●思い出してほしいのは、
子供の頃の一年に長さ
6月、もう1年の半分が終わってしまったの?そう気づいてゾッとする頃かもしれない。もちろん年末にも思うことだけれども、12月だと、もはやその1年をやり直すことができないけれど、6月ならばまだ全然間に合うから、あえて言うのだ。時間が矢のように過ぎていってしまうのは、一体なぜなのか?
いやその一方で、え、まだ6月?まだ半分しか経っていないの?そう思う人もいるわけで、その違いって一体何なのだろう?と。
ここで思い出して欲しいのが、子供の頃の時間の感覚。1年が恐ろしく長かったはずだ。振り返れば、1年が今の5年分ぐらいに感じられていたかもしれないほど。なぜそれほど長かったのか?
それはズバリ、何をするのも“生まれて初めての経験”だったから。子供にとっては見るもの聞くもの全てが新鮮、やること全てが新鮮。経験値が低いって、モノを知らないって、ある意味素晴らしいのだ。
例えば、こんなふうに感じた事はないだろうか。知らないところに行く時、行きの道のりはものすごく長く感じるのに、帰りはアッという間。半分位の時間しかかかっていないように感じてしまうこと。知らないことや知らないモノ、知らない場所には、人間、倍以上の時間をかけてゆっくりと知るようにできているのだ。
だから、子供の1年は、毎日が知らないところに行く往路ようなもの。一体これからどんなことが起こるのだろうと、毎日ワクワクしていたからこそ、毎日毎日ぎっしりと実が詰まっていたのである。1年365日、1日も無駄な日などなかったはずなのだ。
だからこそ、1年も長かった。信じられないほど。
でも、大人になるにつれ、ほとんどのことが経験済みだらけになる。多くが復路、帰り道になってしまうのだ。今日のような日が以前もあったと毎日思うのである。だから大人の1年は本当に短い。
●大人の経験値は、知らないことを知る。
感動より大きくしているのに
ただ、大人にとっても未体験の事は、時間を2倍に長くする。だから1泊でも旅に出かけたとき、2日目の帰路で昨日のことを思い出すと、もうずいぶん前に起きた出来事のように思えて、懐かしささえ感じるはずなのだ。2倍どころではない。もっともっと長く感じるはず。

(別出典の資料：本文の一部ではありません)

//! Shared helpers for multi-region tests: in-process regions wired together
//! through in-memory channels, with recording push clients.

#![allow(dead_code)]

use std::collections::{HashMap, HashSet};
use std::sync::{Arc, Mutex};
use std::time::Duration;

use async_trait::async_trait;
use bytes::Bytes;
use chatrelay_cluster::node::ChannelIngress;
use chatrelay_cluster::{
    EventChannel, FanoutTopology, InMemoryConnectionRegistry, InMemoryEventChannel, NodeSettings,
    PushClient, PushFailure, RegionComponents, RegionNode, RelayEnvelope, Result,
};
use chatrelay_core::models::ConnectionFailurePolicy;
use chatrelay_core::{ConnectionId, RegionId};

/// Push client that records what it was asked to deliver.
#[derive(Default)]
pub struct RecordingPushClient {
    pushes: Mutex<Vec<(ConnectionId, serde_json::Value)>>,
    gone: Mutex<HashSet<ConnectionId>>,
    broken: Mutex<HashSet<ConnectionId>>,
}

impl RecordingPushClient {
    pub fn mark_gone(&self, id: &str) {
        self.gone.lock().unwrap().insert(id.into());
    }

    pub fn mark_broken(&self, id: &str) {
        self.broken.lock().unwrap().insert(id.into());
    }

    /// Successful pushes, in completion order
    pub fn pushes(&self) -> Vec<(ConnectionId, serde_json::Value)> {
        self.pushes.lock().unwrap().clone()
    }

    pub fn pushes_to(&self, id: &str) -> Vec<serde_json::Value> {
        self.pushes()
            .into_iter()
            .filter(|(c, _)| c.as_str() == id)
            .map(|(_, body)| body)
            .collect()
    }
}

#[async_trait]
impl PushClient for RecordingPushClient {
    async fn push(
        &self,
        connection_id: &ConnectionId,
        payload: Bytes,
    ) -> std::result::Result<(), PushFailure> {
        if self.gone.lock().unwrap().contains(connection_id) {
            return Err(PushFailure::Gone);
        }
        if self.broken.lock().unwrap().contains(connection_id) {
            return Err(PushFailure::Transport("connection reset".to_string()));
        }
        let body = serde_json::from_slice(&payload).expect("push payload is JSON");
        self.pushes
            .lock()
            .unwrap()
            .push((connection_id.clone(), body));
        Ok(())
    }
}

/// Everything published to one region's channel, by any publisher
#[derive(Default)]
pub struct ChannelLog {
    envelopes: Mutex<Vec<RelayEnvelope>>,
}

impl ChannelLog {
    pub fn envelopes(&self) -> Vec<RelayEnvelope> {
        self.envelopes.lock().unwrap().clone()
    }

    pub fn replicas(&self) -> usize {
        self.envelopes().iter().filter(|e| e.is_replica()).count()
    }

    pub fn originals(&self) -> usize {
        self.envelopes().iter().filter(|e| !e.is_replica()).count()
    }
}

/// In-memory channel that also logs into the target region's [`ChannelLog`]
pub struct LoggingChannel {
    inner: InMemoryEventChannel,
    log: Arc<ChannelLog>,
    down: Arc<Mutex<bool>>,
}

#[async_trait]
impl EventChannel for LoggingChannel {
    fn region(&self) -> &RegionId {
        self.inner.region()
    }

    async fn publish(&self, envelope: &RelayEnvelope) -> Result<()> {
        if *self.down.lock().unwrap() {
            return Err(chatrelay_cluster::Error::RelayUnavailable {
                region: self.inner.region().clone(),
                reason: "region down".to_string(),
            });
        }
        self.inner.publish(envelope).await?;
        self.log.envelopes.lock().unwrap().push(envelope.clone());
        Ok(())
    }
}

pub struct TestRegion {
    pub node: RegionNode,
    pub registry: Arc<InMemoryConnectionRegistry>,
    pub push: Arc<RecordingPushClient>,
    pub channel_log: Arc<ChannelLog>,
    /// When set, every publisher sees this region's channel as unavailable
    pub channel_down: Arc<Mutex<bool>>,
}

/// Full mesh of in-process regions
pub struct Mesh {
    pub regions: HashMap<String, TestRegion>,
}

impl Mesh {
    pub fn start(names: &[&str], policy: ConnectionFailurePolicy) -> Self {
        let mut channels = HashMap::new();
        let mut receivers = HashMap::new();
        let mut logs = HashMap::new();
        let mut downs = HashMap::new();
        for name in names {
            let (channel, rx) = InMemoryEventChannel::new(RegionId::from(*name), 64);
            channels.insert(name.to_string(), channel);
            receivers.insert(name.to_string(), rx);
            logs.insert(name.to_string(), Arc::new(ChannelLog::default()));
            downs.insert(name.to_string(), Arc::new(Mutex::new(false)));
        }

        let channel_to = |name: &str| -> Arc<dyn EventChannel> {
            Arc::new(LoggingChannel {
                inner: channels[name].clone(),
                log: Arc::clone(&logs[name]),
                down: Arc::clone(&downs[name]),
            })
        };

        let mut regions = HashMap::new();
        for name in names {
            let peers: Vec<&str> = names.iter().copied().filter(|n| n != name).collect();
            let topology = FanoutTopology::new(
                RegionId::from(*name),
                peers.iter().map(|p| RegionId::from(*p)).collect(),
            )
            .unwrap();

            let registry = Arc::new(InMemoryConnectionRegistry::new());
            let push = Arc::new(RecordingPushClient::default());
            let components = RegionComponents {
                topology,
                registry: registry.clone(),
                local_channel: channel_to(*name),
                ingress: ChannelIngress::InMemory(receivers.remove(*name).unwrap()),
                peer_channels: peers.iter().map(|p| channel_to(*p)).collect(),
                push: push.clone(),
            };
            let settings = NodeSettings {
                failure_policy: policy,
                ..NodeSettings::default()
            };
            let node = RegionNode::start(components, settings).unwrap();

            regions.insert(
                name.to_string(),
                TestRegion {
                    node,
                    registry,
                    push,
                    channel_log: Arc::clone(&logs[*name]),
                    channel_down: Arc::clone(&downs[*name]),
                },
            );
        }

        Self { regions }
    }

    pub fn region(&self, name: &str) -> &TestRegion {
        &self.regions[name]
    }

    /// Wait until every region has dispatched `count` events in total.
    pub async fn wait_for_dispatches(&self, count: u64) {
        for region in self.regions.values() {
            eventually(|| region.node.dispatch_stats().processed() >= count).await;
        }
        // Give anything that should not happen a chance to happen
        tokio::time::sleep(Duration::from_millis(50)).await;
    }

    pub async fn shutdown(self) {
        for (_, region) in self.regions {
            region.node.shutdown().await;
        }
    }
}

/// Poll `condition` for up to two seconds.
pub async fn eventually(condition: impl Fn() -> bool) {
    for _ in 0..200 {
        if condition() {
            return;
        }
        tokio::time::sleep(Duration::from_millis(10)).await;
    }
    panic!("condition not met within 2s");
}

それは逆に言えば、大人の経験値が新しい体験に対して感動をより大きくしているからに他ならない。大人にはより多くを深く感じる心が育っているからこそ、子供の頃には感じなかった感動を、感じることができるわけで、大人の未体験には掛け替えのない、より重要な意味があるということにも気づいてほしいのだ。
だから、大人になっても1年がちゃんと長い人は、おそらくは意識して新しい経験に挑んでいるのだろう。そういう生き方があることを改めて知っておきたい。つまり、既に経験したことだらけと言うのは、完全な思い違いで、半径2キロ以内の事は、全部やり尽くしたとしても、そこから先には無限の世界が広がっている。だから、知っていることの中に閉じこもらず、自ら未知の世界に飛び込んで、新しいことにどんどん挑んでいく、そのこだわりが、1年をとてつもなく長くすることを知って欲しいのだ。
●眠りかけた好奇心を呼び起こすことで、
人生は変わる
ちなみに、子供と大人の“最も大きな違い”、わかるだろうか?それは好奇心。子供の頃は、好奇心の塊で、知りたいことばかりだった。毎日好奇心で心がいっぱいになっていた。それこそが経験値の少ない素晴らしさ。
でも大人になると、その好奇心がどうしても減退してしまうから、知っているつもり、わかっているつもりになって、好奇心がさらに失われていってしまう悪循環。それが最も寂しいことなのだ。
好奇心さえ持っていれば、世の中、じつは知らないことだらけであることにすぐ気づくはずなのに。一年が長い人は、まさに好奇心があるからこそ、毎日のように新しい経験を重ねていて、みっちりと実の詰まった365日を生きていけるのだ。
別にどこかに出かけていくばかりが、経験ではない。自分の知らないことを知る。それだけでも心は喜びでいっぱいになるはず。だから本でも映画でも、自分が知らないことを教えてくれるものなら何でもいい。それを手にして、眠っていた好奇心を呼び起こしてほしいのだ。